§ EXERCISE OBJECTIVE
Copy out all the lines in the records that include the word "TodoDomainError".

§ INPUT DATA
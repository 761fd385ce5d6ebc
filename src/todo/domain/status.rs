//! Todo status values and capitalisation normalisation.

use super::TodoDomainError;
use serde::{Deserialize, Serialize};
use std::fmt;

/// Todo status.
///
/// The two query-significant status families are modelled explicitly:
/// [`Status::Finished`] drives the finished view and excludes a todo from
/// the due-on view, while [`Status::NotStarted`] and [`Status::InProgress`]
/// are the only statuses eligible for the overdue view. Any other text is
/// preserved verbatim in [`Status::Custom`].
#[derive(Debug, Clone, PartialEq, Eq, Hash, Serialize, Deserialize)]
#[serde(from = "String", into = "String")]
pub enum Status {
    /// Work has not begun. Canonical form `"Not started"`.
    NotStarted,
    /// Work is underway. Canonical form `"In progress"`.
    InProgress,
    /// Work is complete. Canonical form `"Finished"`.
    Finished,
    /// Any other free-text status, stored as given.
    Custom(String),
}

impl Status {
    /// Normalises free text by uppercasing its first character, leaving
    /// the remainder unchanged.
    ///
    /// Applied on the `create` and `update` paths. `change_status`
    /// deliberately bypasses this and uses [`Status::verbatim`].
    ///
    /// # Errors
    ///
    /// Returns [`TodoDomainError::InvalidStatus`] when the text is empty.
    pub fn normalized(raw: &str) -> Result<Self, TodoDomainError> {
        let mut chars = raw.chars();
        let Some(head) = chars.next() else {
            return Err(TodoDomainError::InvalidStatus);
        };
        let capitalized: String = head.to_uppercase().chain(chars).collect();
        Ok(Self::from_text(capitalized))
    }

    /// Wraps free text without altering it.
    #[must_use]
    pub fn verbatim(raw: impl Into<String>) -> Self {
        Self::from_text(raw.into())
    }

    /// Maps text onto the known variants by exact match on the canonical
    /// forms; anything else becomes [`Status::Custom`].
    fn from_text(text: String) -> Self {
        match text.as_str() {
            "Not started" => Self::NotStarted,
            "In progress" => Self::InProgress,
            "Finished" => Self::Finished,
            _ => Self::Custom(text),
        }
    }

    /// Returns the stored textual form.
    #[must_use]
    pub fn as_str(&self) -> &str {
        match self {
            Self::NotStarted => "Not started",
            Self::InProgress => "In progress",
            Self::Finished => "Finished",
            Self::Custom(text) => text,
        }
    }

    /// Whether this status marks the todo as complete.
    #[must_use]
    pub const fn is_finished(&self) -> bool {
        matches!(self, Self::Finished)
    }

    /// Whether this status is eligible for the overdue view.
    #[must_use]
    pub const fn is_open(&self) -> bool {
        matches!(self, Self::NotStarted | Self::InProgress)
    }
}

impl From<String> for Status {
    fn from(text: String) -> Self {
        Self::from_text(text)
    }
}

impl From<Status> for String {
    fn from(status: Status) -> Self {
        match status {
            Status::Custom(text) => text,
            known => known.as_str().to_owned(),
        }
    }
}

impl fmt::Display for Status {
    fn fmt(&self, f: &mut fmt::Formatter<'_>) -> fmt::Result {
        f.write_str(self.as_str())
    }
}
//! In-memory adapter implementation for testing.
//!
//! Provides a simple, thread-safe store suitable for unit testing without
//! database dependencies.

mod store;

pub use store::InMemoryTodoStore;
---
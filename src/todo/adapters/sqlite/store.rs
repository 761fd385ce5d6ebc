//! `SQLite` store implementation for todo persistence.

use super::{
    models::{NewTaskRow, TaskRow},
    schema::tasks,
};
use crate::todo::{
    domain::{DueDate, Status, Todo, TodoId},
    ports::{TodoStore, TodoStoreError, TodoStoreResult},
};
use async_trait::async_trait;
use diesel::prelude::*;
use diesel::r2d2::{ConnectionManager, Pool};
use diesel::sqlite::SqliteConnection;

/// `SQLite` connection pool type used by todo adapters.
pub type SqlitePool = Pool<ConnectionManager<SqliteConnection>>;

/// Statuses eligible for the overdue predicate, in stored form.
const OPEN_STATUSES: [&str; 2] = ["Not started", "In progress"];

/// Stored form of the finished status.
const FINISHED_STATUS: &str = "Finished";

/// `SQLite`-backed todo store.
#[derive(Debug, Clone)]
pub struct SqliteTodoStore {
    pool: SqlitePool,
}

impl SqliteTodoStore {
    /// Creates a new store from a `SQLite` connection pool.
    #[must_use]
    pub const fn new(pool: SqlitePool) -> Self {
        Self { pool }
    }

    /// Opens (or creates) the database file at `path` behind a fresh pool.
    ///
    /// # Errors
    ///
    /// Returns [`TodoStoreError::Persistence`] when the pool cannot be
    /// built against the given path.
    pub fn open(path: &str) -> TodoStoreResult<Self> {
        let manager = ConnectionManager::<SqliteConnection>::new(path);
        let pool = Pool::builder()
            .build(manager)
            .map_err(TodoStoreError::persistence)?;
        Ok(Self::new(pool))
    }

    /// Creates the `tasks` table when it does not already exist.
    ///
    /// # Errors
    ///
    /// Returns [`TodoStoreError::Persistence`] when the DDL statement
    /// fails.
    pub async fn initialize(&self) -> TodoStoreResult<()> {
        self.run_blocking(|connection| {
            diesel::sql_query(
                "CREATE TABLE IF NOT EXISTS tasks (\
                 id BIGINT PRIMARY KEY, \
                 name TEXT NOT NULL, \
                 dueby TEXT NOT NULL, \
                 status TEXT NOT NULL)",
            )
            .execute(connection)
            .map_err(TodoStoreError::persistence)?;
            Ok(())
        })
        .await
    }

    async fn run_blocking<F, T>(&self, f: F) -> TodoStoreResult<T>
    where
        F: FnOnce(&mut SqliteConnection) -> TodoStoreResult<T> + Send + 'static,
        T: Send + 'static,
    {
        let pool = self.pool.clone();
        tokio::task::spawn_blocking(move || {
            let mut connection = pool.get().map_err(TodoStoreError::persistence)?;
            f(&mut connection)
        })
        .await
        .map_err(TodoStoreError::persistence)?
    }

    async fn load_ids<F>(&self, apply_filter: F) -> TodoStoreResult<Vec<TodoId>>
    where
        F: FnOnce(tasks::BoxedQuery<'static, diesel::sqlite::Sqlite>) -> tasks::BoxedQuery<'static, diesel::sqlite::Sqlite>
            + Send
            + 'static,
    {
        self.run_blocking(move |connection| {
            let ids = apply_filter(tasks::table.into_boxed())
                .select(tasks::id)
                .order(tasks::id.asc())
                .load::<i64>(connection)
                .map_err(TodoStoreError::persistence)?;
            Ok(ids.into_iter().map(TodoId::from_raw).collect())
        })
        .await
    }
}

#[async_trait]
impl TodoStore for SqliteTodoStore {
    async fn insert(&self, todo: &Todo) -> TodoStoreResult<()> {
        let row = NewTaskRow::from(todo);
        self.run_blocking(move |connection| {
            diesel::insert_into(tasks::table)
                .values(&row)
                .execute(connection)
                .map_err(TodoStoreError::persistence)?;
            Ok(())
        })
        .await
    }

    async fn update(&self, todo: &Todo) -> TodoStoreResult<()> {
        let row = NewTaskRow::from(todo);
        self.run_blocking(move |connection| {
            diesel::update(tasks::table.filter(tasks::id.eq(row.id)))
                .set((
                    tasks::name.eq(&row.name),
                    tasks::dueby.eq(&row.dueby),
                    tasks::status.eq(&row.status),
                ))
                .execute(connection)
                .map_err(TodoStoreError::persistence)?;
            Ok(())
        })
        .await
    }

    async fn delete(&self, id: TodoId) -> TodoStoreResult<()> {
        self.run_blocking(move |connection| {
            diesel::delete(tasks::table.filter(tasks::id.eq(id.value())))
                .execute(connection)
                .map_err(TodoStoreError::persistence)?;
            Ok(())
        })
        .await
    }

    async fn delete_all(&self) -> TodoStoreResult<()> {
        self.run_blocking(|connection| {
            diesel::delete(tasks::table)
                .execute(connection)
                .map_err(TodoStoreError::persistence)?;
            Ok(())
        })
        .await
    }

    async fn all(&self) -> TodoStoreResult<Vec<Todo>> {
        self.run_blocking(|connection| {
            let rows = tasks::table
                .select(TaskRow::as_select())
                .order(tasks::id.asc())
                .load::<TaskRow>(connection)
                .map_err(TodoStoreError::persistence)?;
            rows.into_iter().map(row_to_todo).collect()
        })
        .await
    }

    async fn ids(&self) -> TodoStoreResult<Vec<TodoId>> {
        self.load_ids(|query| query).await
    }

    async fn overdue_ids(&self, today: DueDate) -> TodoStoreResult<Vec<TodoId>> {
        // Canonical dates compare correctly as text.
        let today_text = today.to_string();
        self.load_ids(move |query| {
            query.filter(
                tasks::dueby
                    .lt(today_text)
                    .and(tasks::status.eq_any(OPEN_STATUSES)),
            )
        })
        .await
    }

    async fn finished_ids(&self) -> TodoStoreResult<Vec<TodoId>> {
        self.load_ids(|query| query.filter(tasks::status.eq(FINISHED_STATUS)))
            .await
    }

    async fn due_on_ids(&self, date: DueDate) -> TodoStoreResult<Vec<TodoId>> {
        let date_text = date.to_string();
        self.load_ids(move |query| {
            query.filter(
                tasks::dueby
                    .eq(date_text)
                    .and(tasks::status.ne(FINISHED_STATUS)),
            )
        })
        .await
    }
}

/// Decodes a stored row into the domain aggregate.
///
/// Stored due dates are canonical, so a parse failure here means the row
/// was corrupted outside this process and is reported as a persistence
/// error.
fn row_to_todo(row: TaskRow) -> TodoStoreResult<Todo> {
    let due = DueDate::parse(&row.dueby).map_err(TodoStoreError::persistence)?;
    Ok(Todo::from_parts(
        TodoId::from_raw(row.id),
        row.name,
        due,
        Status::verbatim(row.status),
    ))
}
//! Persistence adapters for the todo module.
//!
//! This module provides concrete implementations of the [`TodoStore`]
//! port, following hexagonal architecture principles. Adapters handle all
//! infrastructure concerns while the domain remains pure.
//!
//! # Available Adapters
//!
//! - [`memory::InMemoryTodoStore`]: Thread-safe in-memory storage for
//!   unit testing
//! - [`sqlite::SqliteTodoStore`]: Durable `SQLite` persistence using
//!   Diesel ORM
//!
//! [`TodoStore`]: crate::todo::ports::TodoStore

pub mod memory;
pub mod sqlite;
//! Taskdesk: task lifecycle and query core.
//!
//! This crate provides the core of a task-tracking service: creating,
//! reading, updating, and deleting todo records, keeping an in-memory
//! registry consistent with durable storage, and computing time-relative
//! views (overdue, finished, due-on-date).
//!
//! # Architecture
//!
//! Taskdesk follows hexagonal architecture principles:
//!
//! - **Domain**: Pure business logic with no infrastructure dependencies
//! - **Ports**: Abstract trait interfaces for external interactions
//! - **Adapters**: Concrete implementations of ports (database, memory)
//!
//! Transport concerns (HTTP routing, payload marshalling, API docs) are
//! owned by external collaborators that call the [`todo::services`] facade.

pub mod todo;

§ RESPONSE BOX
use super::TodoDomainError;
    /// Returns [`TodoDomainError::InvalidStatus`] when the text is empty.
    pub fn normalized(raw: &str) -> Result<Self, TodoDomainError> {
            return Err(TodoDomainError::InvalidStatus);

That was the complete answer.